But this is a family that has lived in Yazoo County now almost 200 years. So when they heard that the water was coming, they weren't just going to pack up things and leave their houses behind to be flooded. They decided they were going to do something about it, and they took on a major construction effort. Now, they are farmers, which means they've got a lot of land around them, which means they've got the stuff to make the levee, the dirt. They dug it up for two weeks using heavy earth-moving equipment with the help of a contractor, built the levee 2,200 feet all around this three acres. It ranges in height from 8 to maybe 11 feet. But that is what is holding out all of that water.
And as you say, when you look at the imagery from up in the sky, it is just phenomenal to see that they are an island. Heart (ph) Island surrounded by what I call the Heart Lake. And so far, everything is good. They even have electricity. They have television. They have Internet. They have it all. They just don't have the flood waters inside their home.
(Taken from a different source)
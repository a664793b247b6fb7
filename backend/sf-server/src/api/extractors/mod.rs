pub mod api_json;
KAYE: Well, that's good. That's what they don't want. It certainly is impressive. Is the family, though -- you know, just in case of an emergency, I mean, do they have the means to get out of there? SAVIDGE: They have a couple of things set up, sort of plan B and C. First of all, they have boats. Second, it would be possible to wade out of here. Probably be up to chest high, maybe a little higher in certain other places, but you could.
And on top of that, if there were to be some sort of break, they do have heavy equipment, farm equipment that you normally have standing by here. They've everything from pumps ready to pump the water out if there's a leak, or they've got plows if they need to move dirt and move it in a hurry.
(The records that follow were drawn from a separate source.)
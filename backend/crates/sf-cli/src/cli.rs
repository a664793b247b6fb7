use crate::commands::Commands;

use clap::Parser;

#[derive(Parser)]
#[command(name = "sf")]
#[command(about = "Storefront account CLI: registration and profile management")]
#[command(version)]
#[command(propagate_version = true)]
pub struct Cli {
    #[command(subcommand)]
    pub(crate) command: Commands,

    /// Server URL (auto-discovered from server.json, or specify manually)
    #[arg(long, global = true)]
    pub(crate) server: Option<String>,

    /// Pretty-print JSON output
    #[arg(long, global = true)]
    pub(crate) pretty: bool,
}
But this stuff (ph), I got to tell you, is very heavily constructed. I mean, it's not just piled-up dirt. They packed it down. And then on top of that, they put plastic sheeting on the outside before the water came, so that what you're having happening out there, is the waves are getting fairly high out there in what was the cotton field and they're pounding against the levee side. The plastic is preventing it from eroding away.
They thought a lot about this, and it seems to be paying off.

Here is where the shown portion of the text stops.